FDA Panel In Favor of Opioid Implant to Treat Addicts
The Food and Drug Administration advisory committee has approved the use of rod implants that will slowly administer drugs into patients with opioid addictions. The implant's manufacturer is New Jersey-based Braeburn Pharmaceuticals.
The probuphine implant consists of four, small metal rods. Each rod secretes buprenorphine, a drug that helps with the withdrawal symptoms and reduces cravings.
Traditionally the buprenorphine drug is taken as a pill or dissolvable film under the tongue. Patients then have the problem of remembering to take their pill or film under normal circumstances. So because the drug is implanted, the patient is unable to forget to take their daily dose.
Dr. Michael Frost, with CBSNews, found the implant to be promising, saying, "It can help improve adherence to medication... helps stabilize the brain chemistry and take away the cravings."
Another problem the implant solves is the possibility that the patient will relapse and try to sell their medication for more opioids. It's the reason why such drug treatments are strictly regulated, with clinics usually administering one dose per day.
Despite the good benefits the implant will provide patients, there is a problem with the clinical trial of the device that has worried some of the doctors on the committee. USA Today spoke to Tracy Rupp, director of public health policy initiative at the National Center for Health Research, who described the findings of the clinical study.

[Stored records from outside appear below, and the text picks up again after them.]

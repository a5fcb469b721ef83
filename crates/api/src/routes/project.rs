//! Route definitions for the `/projects` resource.

use axum::routing::get;
use axum::Router;

use crate::handlers::project;
use crate::state::AppState;

/// Routes mounted at `/projects`.
///
/// ```text
/// GET    /                     -> list
/// POST   /                     -> create
/// GET    /{id}                 -> get_by_id
/// GET    /{id}/draw-requests   -> list_draw_requests
/// ```
pub fn router() -> Router<AppState> {
    Router::new()
        .route("/", get(project::list).post(project::create))
        .route("/{id}", get(project::get_by_id))
        .route("/{id}/draw-requests", get(project::list_draw_requests))
}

"It is disappointing that the advisory committee set such a low bar for safety and effectiveness. Is probuphine effective? We still don't know because the study was poorly designed and missing data."

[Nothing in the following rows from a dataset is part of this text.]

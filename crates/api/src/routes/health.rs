use axum::extract::State;
use axum::{routing::get, Json, Router};
use serde::Serialize;

use crate::state::AppState;

/// Health check response payload.
#[derive(Serialize)]
pub struct HealthResponse {
    /// Overall service status.
    pub status: &'static str,
    /// Crate version from Cargo.toml.
    pub version: &'static str,
    /// Whether the database is reachable.
    pub db_healthy: bool,
}

/// GET /health -- returns service and database health.
async fn health_check(State(state): State<AppState>) -> Json<HealthResponse> {
    let db_healthy = match sitedraw_db::health_check(&state.pool).await {
        Ok(()) => true,
        Err(err) => {
            tracing::warn!(error = %err, "Database health check failed");
            false
        }
    };

    Json(HealthResponse {
        status: if db_healthy { "ok" } else { "degraded" },
        version: env!("CARGO_PKG_VERSION"),
        db_healthy,
    })
}

/// Mount health check routes (intended for root-level, NOT under `/api/v1`).
pub fn router() -> Router<AppState> {
    Router::new().route("/health", get(health_check))
}
//! SiteDraw API server library.
//!
//! Exposes the core building blocks (config, state, error handling, routes)
//! so integration tests and the binary entrypoint can both access them.

pub mod config;
pub mod error;
pub mod extract;
pub mod forms;
pub mod handlers;
pub mod response;
pub mod router;
pub mod routes;
pub mod state;
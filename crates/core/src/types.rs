/// All database primary keys are PostgreSQL BIGSERIAL.
pub type DbId = i64;

/// All timestamps are UTC.
pub type Timestamp = chrono::DateTime<chrono::Utc>;

/// Monetary amounts are exact decimals with cents precision.
pub type Money = rust_decimal::Decimal;
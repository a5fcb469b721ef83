pub mod dashboard;
pub mod draw_request;
pub mod forms;
pub mod project;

Also, the implants can last only for six months, even though most treatments need to be dispensed for years. So the question becomes what to do with the implant after the end of its six months and currently the answer is not clear.
Ars Technica described another problem with the implant is that patients usually get their dosage adjusted during the beginning of their treatment. So if the dosage of the implant is already fixed, then the doctor will have to prescribe supplementary oral doses, which would remove the need of the implant.
The implant hasn't been approved yet - only further along in the process. The FDA committee voted 12 to 5 to recommend that the regulatory agency approve the implant for use. Once the regulatory agency approves the implant, then the treatment would be available nationwide.
Opioid additions are found throughout the US in people who are addicted opioids such as painkillers and heroin. The Centers for Disease Control and Prevention have reported that overdoses on opioids kill 44,000 Americans each year, doubling the rate between 1999 and 2013.
With such sad statistics, it is understandable why the FDA would want to find a solution to the epidemic as soon as possible. However, due to some concerns of the committee, it is possible that the desperate need for a solution is causing those in favor of the implant to ignore the possibilities of future complications. It is up to the FDA to make the final ruling.